### Raw data
- Opening Delimiter -

#[cfg(test)]
mod tests {
    use super::*;
    use crate::cancel::cancel_pair;
    use crate::error::CancelReason;
    use crate::model::{Attachment, MediaType};
    use crate::test_support::{unavailable, verdict_7_of_10, ScriptedProvider, Step};

    fn settings() -> GatewaySettings {
        GatewaySettings {
            max_attempts: 3,
            initial_backoff_ms: 1000,
            max_backoff_ms: 10_000,
            backoff_multiplier: 2.0,
            attempt_timeout_secs: None,
            max_tokens: 256,
            temperature: 0.0,
        }
    }

    fn question_request() -> ModelRequest {
        ModelRequest {
            stage: Stage::Question,
            system: "sys".into(),
            prompt: "Ask something".into(),
            attachments: vec![Attachment::new("fig.png", MediaType::Png, vec![1, 2, 3])],
            rubric_version: None,
        }
    }

    fn grading_request() -> ModelRequest {
        ModelRequest {
            stage: Stage::Grading,
            system: "sys".into(),
            prompt: "Grade this".into(),
            attachments: vec![],
            rubric_version: Some("v1".into()),
        }
    }

    fn gateway(provider: &Arc<ScriptedProvider>) -> ModelGateway {
        ModelGateway::new(provider.clone(), "test-model", settings())
    }

    #[tokio::test(start_paused = true)]
    async fn first_attempt_success() {
        let provider = Arc::new(ScriptedProvider::new(vec![Step::Reply("What is X?".into())]));
        let response = gateway(&provider)
            .invoke(&question_request(), Stage::Question, &CancelToken::never())
            .await
            .unwrap();
        assert_eq!(response.text, "What is X?");
        assert_eq!(response.attempts, 1);
        assert_eq!(response.usage.total_tokens, 15);

        let sent = provider.requests();
        assert_eq!(sent[0].model, "test-model");
        assert_eq!(sent[0].images.len(), 1);
        assert_eq!(sent[0].images[0].data_base64, "AQID");
        assert_eq!(sent[0].system_prompt.as_deref(), Some("sys"));
    }

    #[tokio::test(start_paused = true)]
    async fn success_on_last_allowed_attempt() {
        let provider = Arc::new(ScriptedProvider::new(vec![
            Step::Fail(unavailable()),
            Step::Fail(ProviderError::Timeout(30)),
            Step::Reply("What is Y?".into()),
        ]));
        let response = gateway(&provider)
            .invoke(&question_request(), Stage::Question, &CancelToken::never())
            .await
            .unwrap();
        assert_eq!(response.attempts, 3);
        assert_eq!(provider.call_count(), 3);
    }

    #[tokio::test(start_paused = true)]
    async fn exhausts_exactly_max_attempts() {
        let provider = Arc::new(ScriptedProvider::with_fallback(vec![], || {
            Step::Fail(unavailable())
        }));
        let start = tokio::time::Instant::now();
        let err = gateway(&provider)
            .invoke(&question_request(), Stage::Question, &CancelToken::never())
            .await
            .unwrap_err();
        assert!(matches!(
            err,
            ExamError::ServiceUnavailable { attempts: 3, stage: Stage::Question, .. }
        ));
        assert_eq!(provider.call_count(), 3);
        // 1s + 2s of backoff between three attempts.
        let elapsed = start.elapsed();
        assert!(elapsed >= Duration::from_secs(3) && elapsed < Duration::from_secs(4));
    }

    #[tokio::test(start_paused = true)]
    async fn rate_limit_surfaces_after_exhaustion() {
        let provider = Arc::new(ScriptedProvider::with_fallback(vec![], || {
            Step::Fail(ProviderError::RateLimited {
                retry_after_ms: 4000,
            })
        }));
        let start = tokio::time::Instant::now();
        let err = gateway(&provider)
            .invoke(&question_request(), Stage::Question, &CancelToken::never())
            .await
            .unwrap_err();
        assert!(matches!(err, ExamError::RateLimited { attempts: 3, .. }));
        assert_eq!(provider.call_count(), 3);
        // retry-after hint replaces the computed backoff.
        let elapsed = start.elapsed();
        assert!(elapsed >= Duration::from_secs(8) && elapsed < Duration::from_secs(9));
    }

    #[tokio::test(start_paused = true)]
    async fn retry_after_is_capped() {
        let provider = Arc::new(ScriptedProvider::new(vec![
            Step::Fail(ProviderError::RateLimited {
                retry_after_ms: 600_000,
            }),
            Step::Reply("Q".into()),
        ]));
        let start = tokio::time::Instant::now();
        gateway(&provider)
            .invoke(&question_request(), Stage::Question, &CancelToken::never())
            .await
            .unwrap();
        let elapsed = start.elapsed();
        assert!(elapsed >= Duration::from_secs(10) && elapsed < Duration::from_secs(11));
    }

    #[tokio::test(start_paused = true)]
    async fn malformed_request_not_retried() {
        let provider = Arc::new(ScriptedProvider::with_fallback(vec![], || {
            Step::Fail(ProviderError::ApiError {
                status: 400,
                message: "image too large".into(),
            })
        }));
        let err = gateway(&provider)
            .invoke(&question_request(), Stage::Question, &CancelToken::never())
            .await
            .unwrap_err();
        assert!(matches!(err, ExamError::InvalidRequest { .. }));
        assert_eq!(provider.call_count(), 1);
    }

    #[tokio::test(start_paused = true)]
    async fn empty_question_is_invalid_response() {
        let provider = Arc::new(ScriptedProvider::new(vec![Step::Reply("   \n".into())]));
        let err = gateway(&provider)
            .invoke(&question_request(), Stage::Question, &CancelToken::never())
            .await
            .unwrap_err();
        assert!(matches!(err, ExamError::InvalidResponse { stage: Stage::Question, .. }));
        assert_eq!(provider.call_count(), 1);
    }

    #[tokio::test(start_paused = true)]
    async fn grading_requires_verdict_block() {
        let provider = Arc::new(ScriptedProvider::new(vec![
            Step::Reply("Looks right to me!".into()),
            Step::Reply(verdict_7_of_10()),
        ]));
        let gw = gateway(&provider);
        let err = gw
            .invoke(&grading_request(), Stage::Grading, &CancelToken::never())
            .await
            .unwrap_err();
        assert!(matches!(err, ExamError::InvalidResponse { stage: Stage::Grading, .. }));

        let ok = gw
            .invoke(&grading_request(), Stage::Grading, &CancelToken::never())
            .await
            .unwrap();
        assert!(ok.text.contains("7/10"));
    }

    #[tokio::test(start_paused = true)]
    async fn stage_mismatch_rejected_before_network() {
        let provider = Arc::new(ScriptedProvider::new(vec![]));
        let err = gateway(&provider)
            .invoke(&grading_request(), Stage::Question, &CancelToken::never())
            .await
            .unwrap_err();
        assert!(matches!(err, ExamError::InvalidRequest { .. }));
        assert_eq!(provider.call_count(), 0);
    }

    #[tokio::test(start_paused = true)]
    async fn deadline_honored_mid_backoff() {
        let provider = Arc::new(ScriptedProvider::with_fallback(vec![], || {
            Step::Fail(unavailable())
        }));
        // Attempt 1 at t=0, attempt 2 at t=1s, then a 2s backoff that the deadline cuts short.
        let token = CancelToken::never().with_timeout(Duration::from_millis(1500));
        let err = gateway(&provider)
            .invoke(&question_request(), Stage::Question, &token)
            .await
            .unwrap_err();
        assert!(matches!(
            err,
            ExamError::Cancelled {
                reason: CancelReason::DeadlineExceeded,
                ..
            }
        ));
        assert_eq!(provider.call_count(), 2);
    }

    #[tokio::test(start_paused = true)]
    async fn cancel_interrupts_attempt() {
        let provider = Arc::new(ScriptedProvider::new(vec![Step::Slow(
            Duration::from_secs(60),
            "late".into(),
        )]));
        let gw = gateway(&provider);
        let (handle, token) = cancel_pair();
        let canceller = async {
            tokio::time::sleep(Duration::from_secs(1)).await;
            handle.cancel();
        };
        let request = question_request();
        let (result, ()) = tokio::join!(
            gw.invoke(&request, Stage::Question, &token),
            canceller
        );
        assert!(matches!(
            result,
            Err(ExamError::Cancelled {
                reason: CancelReason::Requested,
                ..
            })
        ));
    }

    #[tokio::test(start_paused = true)]
    async fn already_cancelled_makes_no_call() {
        let provider = Arc::new(ScriptedProvider::new(vec![Step::Reply("Q".into())]));
        let (handle, token) = cancel_pair();
        handle.cancel();
        let err = gateway(&provider)
            .invoke(&question_request(), Stage::Question, &token)
            .await
            .unwrap_err();
        assert!(matches!(err, ExamError::Cancelled { .. }));
        assert_eq!(provider.call_count(), 0);
    }

    #[tokio::test(start_paused = true)]
    async fn attempt_timeout_is_transient() {
        let provider = Arc::new(ScriptedProvider::new(vec![
            Step::Slow(Duration::from_secs(600), "too late".into()),
            Step::Reply("Q".into()),
        ]));
        let mut s = settings();
        s.attempt_timeout_secs = Some(5);
        let gw = ModelGateway::new(provider.clone(), "m", s);
        let response = gw
            .invoke(&question_request(), Stage::Question, &CancelToken::never())
            .await
            .unwrap();
        assert_eq!(response.attempts, 2);
    }

    #[test]
    fn backoff_growth_is_capped() {
        let max = Duration::from_secs(5);
        assert_eq!(
            next_backoff(Duration::from_secs(2), 2.0, max),
            Duration::from_secs(4)
        );
        assert_eq!(next_backoff(Duration::from_secs(4), 2.0, max), max);
        assert_eq!(
            next_backoff(Duration::from_secs(1), 0.5, max),
            Duration::from_secs(1)
        );
        assert_eq!(next_backoff(Duration::from_secs(1), 1e300, max), max);
        assert_eq!(next_backoff(Duration::MAX, 2.0, max), max);
    }
}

- Closing Delimiter -

The lines to return are those in the records above that hold the word "late".

### Task response
            "late".into(),
            Step::Slow(Duration::from_secs(600), "too late".into()),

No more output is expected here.